If you do a magic trick for a three year old, she will quite happily sit in awe and wonder. If you do the same trick for a ten year old, or an adult who tolerates tension the way a ten year old does, he says, "I know how you did it!" Or he bugs you until he knows how it's done. He wants the tension to go away. There's a struggle, because on the one hand, magic just happens, but on the other, magic is impossible. You can't possibly living with two opposite things happening at the same time, especially if one of those things seems impossible. So you need to resolve the conflict, you try to eliminate the magic, you try to eliminate the impossible.
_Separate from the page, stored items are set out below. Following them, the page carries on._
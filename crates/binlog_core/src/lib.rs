//! # binlog_core
//!
//! Log-writing layer for binlog files.
//!
//! This crate provides:
//! - [`Config`] selecting the stream strategy once, at configuration time
//! - [`LogWriter`] serializing access to one [`OutputStream`]
//! - [`LogFileHeader`], the fixed-size header reserved at the start of each
//!   file and patched when the file is closed cleanly
//!
//! The writer never interprets the bytes it appends.
//!
//! [`OutputStream`]: binlog_stream::OutputStream

#![deny(unsafe_code)]
#![warn(missing_docs)]

mod config;
mod error;
mod header;
mod writer;

pub use config::{Config, StreamKind};
pub use error::{CoreError, CoreResult};
pub use header::{LogFileHeader, LogFileInfo, FLAG_IN_USE, HEADER_SIZE, LOG_MAGIC, LOG_VERSION};
pub use writer::LogWriter;

/// Crate version.
pub const VERSION: &str = env!("CARGO_PKG_VERSION");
"The test of first-rate intelligence is the ability to hold two opposed ideas in mind at the same time and still retain the ability to function." -F. Scott Fitzgerald
As creators, and consumers of what was created, we find ourselves in the best moment when we're in between two things happening at the same when they both can't possibly happen at the same time.
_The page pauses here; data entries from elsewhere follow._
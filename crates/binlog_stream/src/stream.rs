//! Output stream trait definition.

use crate::error::{StreamError, StreamResult};
use std::fmt;
use std::path::Path;

/// Lifecycle state of a stream.
///
/// Every stream starts `Unopened`, becomes `Open` exactly once and ends
/// `Closed`. `Closed` is terminal.
#[derive(Debug, Clone, Copy, PartialEq, Eq, Hash)]
pub enum StreamState {
    /// Constructed but not yet opened.
    Unopened,
    /// Accepting writes.
    Open,
    /// Finalized; the backing file has been released.
    Closed,
}

impl StreamState {
    /// Returns `Ok(())` if the state is `Open`, `NotOpen` otherwise.
    pub fn ensure_open(self) -> StreamResult<()> {
        match self {
            Self::Open => Ok(()),
            other => Err(StreamError::NotOpen(other)),
        }
    }
}

impl fmt::Display for StreamState {
    fn fmt(&self, f: &mut fmt::Formatter<'_>) -> fmt::Result {
        let name = match self {
            Self::Unopened => "unopened",
            Self::Open => "open",
            Self::Closed => "closed",
        };
        f.write_str(name)
    }
}

/// An append-oriented output stream for a log file.
///
/// Streams are **opaque byte sinks**. The log writer upstream decides what
/// bytes to write; a stream moves them to the backing store under its own
/// I/O strategy. The writer holds a `Box<dyn OutputStream>` chosen once at
/// configuration time.
///
/// # Invariants
///
/// - `write` appends at [`position`](Self::position) and advances it by the
///   length written; zero-length writes succeed without effect
/// - `flush` makes written bytes visible to the OS, not durable
/// - `sync` makes flushed bytes durable; a second `sync` with no write in
///   between is a no-op
/// - `close` always runs every finalization step, even after a failure
/// - Every operation except `close` requires the stream to be open
///
/// Streams are single-writer: no internal locking is performed.
///
/// # Implementors
///
/// - [`super::BufferedFileStream`] - Cached writes through a file handle
/// - [`super::MappedFileStream`] - Direct copies into a memory map
/// - [`super::CompressedStream`] - Forwards bytes to a compressor
/// - [`super::MemoryStream`] - For testing
pub trait OutputStream: Send {
    /// Appends `data` at the current logical position.
    ///
    /// # Errors
    ///
    /// Returns an error if:
    /// - The stream is not open
    /// - The write would exceed a fixed-capacity region
    /// - An I/O error occurs
    fn write(&mut self, data: &[u8]) -> StreamResult<()>;

    /// Repositions the logical write cursor to `offset`.
    ///
    /// Bytes that were written but not yet flushed may be discarded by a
    /// seek; callers that need them must `flush` (and for mapped streams
    /// `sync`) first.
    ///
    /// # Errors
    ///
    /// Returns an error if the stream is not open or the offset is invalid.
    fn seek(&mut self, offset: u64) -> StreamResult<()>;

    /// Resizes the backing file to exactly `offset` bytes and positions the
    /// next write at or before `offset`.
    ///
    /// Used to rewrite a previously reserved region once its final value is
    /// known.
    ///
    /// # Errors
    ///
    /// Returns an error if the stream is not open or the resize fails.
    fn truncate(&mut self, offset: u64) -> StreamResult<()>;

    /// Pushes buffered bytes to the OS.
    ///
    /// # Errors
    ///
    /// Returns an error if the stream is not open or the write fails.
    fn flush(&mut self) -> StreamResult<()>;

    /// Forces previously flushed bytes to stable storage.
    ///
    /// # Errors
    ///
    /// Returns an error if the stream is not open or the sync fails.
    fn sync(&mut self) -> StreamResult<()>;

    /// Flushes, finalizes the physical size and releases the backing file.
    ///
    /// The stream is `Closed` afterwards, whether or not an error is
    /// returned. Closing a stream that is not open is a no-op.
    ///
    /// # Errors
    ///
    /// Returns the first error met while finalizing.
    fn close(&mut self) -> StreamResult<()>;

    /// Returns the current logical write position.
    fn position(&self) -> u64;

    /// Returns the lifecycle state.
    fn state(&self) -> StreamState;

    /// Returns `true` if the stream accepts writes.
    fn is_open(&self) -> bool {
        self.state() == StreamState::Open
    }
}

/// A stream that is opened on a file path with implementation-specific
/// options.
///
/// Kept apart from [`OutputStream`] so the latter stays object safe.
pub trait OpenStream: OutputStream {
    /// Options accepted by [`open`](Self::open).
    type Options;

    /// Creates or opens the backing file and allocates internal buffers.
    ///
    /// On failure no partial state is left behind: the stream stays
    /// `Unopened` and any file handle created is released.
    ///
    /// # Errors
    ///
    /// Returns an error if the stream was already opened or the file cannot
    /// be created, resized or mapped.
    fn open(&mut self, path: &Path, options: &Self::Options) -> StreamResult<()>;
}

impl<S: OutputStream + ?Sized> OutputStream for Box<S> {
    fn write(&mut self, data: &[u8]) -> StreamResult<()> {
        (**self).write(data)
    }

    fn seek(&mut self, offset: u64) -> StreamResult<()> {
        (**self).seek(offset)
    }

    fn truncate(&mut self, offset: u64) -> StreamResult<()> {
        (**self).truncate(offset)
    }

    fn flush(&mut self) -> StreamResult<()> {
        (**self).flush()
    }

    fn sync(&mut self) -> StreamResult<()> {
        (**self).sync()
    }

    fn close(&mut self) -> StreamResult<()> {
        (**self).close()
    }

    fn position(&self) -> u64 {
        (**self).position()
    }

    fn state(&self) -> StreamState {
        (**self).state()
    }
}

#[cfg(test)]
mod tests {
    use super::*;

    #[test]
    fn ensure_open_only_accepts_open() {
        assert!(StreamState::Open.ensure_open().is_ok());
        assert!(matches!(
            StreamState::Unopened.ensure_open(),
            Err(StreamError::NotOpen(StreamState::Unopened))
        ));
        assert!(matches!(
            StreamState::Closed.ensure_open(),
            Err(StreamError::NotOpen(StreamState::Closed))
        ));
    }

    #[test]
    fn state_display() {
        assert_eq!(StreamState::Unopened.to_string(), "unopened");
        assert_eq!(StreamState::Open.to_string(), "open");
        assert_eq!(StreamState::Closed.to_string(), "closed");
    }
}
//! Temporary log file fixtures.
//!
//! Provides convenience functions for setting up scratch log files and
//! reading them back.

use binlog_core::{Config, LogWriter};
use binlog_stream::{BufferedFileStream, BufferedOptions, MappedFileStream, MappedOptions};
use std::path::{Path, PathBuf};
use tempfile::TempDir;

/// A scratch log file path inside a temporary directory.
///
/// The directory is removed when the fixture is dropped.
pub struct TempLog {
    path: PathBuf,
    /// Kept alive to prevent cleanup.
    _temp_dir: TempDir,
}

impl TempLog {
    /// Creates a fixture named `binlog.000001` in a fresh directory.
    pub fn new() -> Self {
        Self::named("binlog.000001")
    }

    /// Creates a fixture with the given file name in a fresh directory.
    pub fn named(name: &str) -> Self {
        let temp_dir = TempDir::new().expect("Failed to create temp directory");
        Self {
            path: temp_dir.path().join(name),
            _temp_dir: temp_dir,
        }
    }

    /// Returns the log file path.
    pub fn path(&self) -> &Path {
        &self.path
    }

    /// Opens a buffered stream with a cache of `cache_size` bytes.
    pub fn open_buffered(&self, cache_size: usize) -> BufferedFileStream {
        BufferedFileStream::create(&self.path, &BufferedOptions::new().cache_size(cache_size))
            .expect("Failed to open buffered stream")
    }

    /// Opens a mapped stream with `capacity` bytes pre-allocated.
    pub fn open_mapped(&self, capacity: u64) -> MappedFileStream {
        MappedFileStream::create(&self.path, &MappedOptions::with_capacity(capacity))
            .expect("Failed to open mapped stream")
    }

    /// Creates a log writer on this path.
    pub fn writer(&self, config: &Config) -> LogWriter {
        LogWriter::create(&self.path, config).expect("Failed to create log writer")
    }

    /// Reads the whole file.
    pub fn contents(&self) -> Vec<u8> {
        read_file(&self.path)
    }

    /// Returns the physical file size.
    pub fn len(&self) -> u64 {
        file_len(&self.path)
    }

    /// Returns `true` if the file is empty.
    pub fn is_empty(&self) -> bool {
        self.len() == 0
    }
}

impl Default for TempLog {
    fn default() -> Self {
        Self::new()
    }
}

/// Reads a file, panicking on failure.
pub fn read_file(path: &Path) -> Vec<u8> {
    std::fs::read(path).expect("Failed to read file")
}

/// Returns the size of a file, panicking on failure.
pub fn file_len(path: &Path) -> u64 {
    std::fs::metadata(path)
        .expect("Failed to stat file")
        .len()
}

/// Runs a test against a fresh scratch log.
pub fn with_temp_log<F, R>(f: F) -> R
where
    F: FnOnce(&TempLog) -> R,
{
    let log = TempLog::new();
    f(&log)
}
The flip side of "this might work" is "this might not work", and its living with these two ideas at the same time that permits us to create. Because the only way to create is to imagine that this might work, living in a future where this is working.
But the only way to be responsible as we create is to realize that this might not work. We are coming with grips with the idea that something that might not create the future we want.
Anxiety is to experience failure in advance. So if you only focus one one end of the dichotomy - "this might not work' - without holding onto the other - 'this might work' - you only you fuel your fears and paralyzed your work. And if you focus so much on what it means to lose, it will be impossible to create any work that's generous - any work where you're going to win. You don't have to deny that it might not, or didn't work. The goal is to live a life where your habit is to create and deliver, to look for the opportunity to be generous. And if things don't work, you've just learned one more way it's not going to work. We don't need to dwell on it, or use it as a trigger for hiding.
'This has to work' is common for anyone who is against the wall in making their work happen. As soon as we say 'This has to work', we extinguish the ability to say, 'this might work.' And here's the irony: if we do work that might work, it's much more likely to work. When we can live with the duality of 'it might work, but it might not', you're much more likely to succeed. But when we say, 'this is my last change, this has to work,' we cripple our creative ability. We sand off the rough edges, refuse to take risks, play it to safe, and by doing that you fail to make it interesting.
When you feel trapped in the corner of 'this better work', you have to find a way to lighten that up to 'This might work. It might not. Whatever. Let's see!'
Most of us deal with tension of 'it might work, but it might not' by avoiding it, and doing neither. So we avoid tension by not creating at all.
The alternative is to embrace the tension, the uncertainty, the 'gap'. When you are a change-maker, dealing with that tension is what you do for a living, and what you do to be alive. The tension is the space you occupy when you go from where you are, to where you want to be, from the possible to the possible, and from our present the a better future.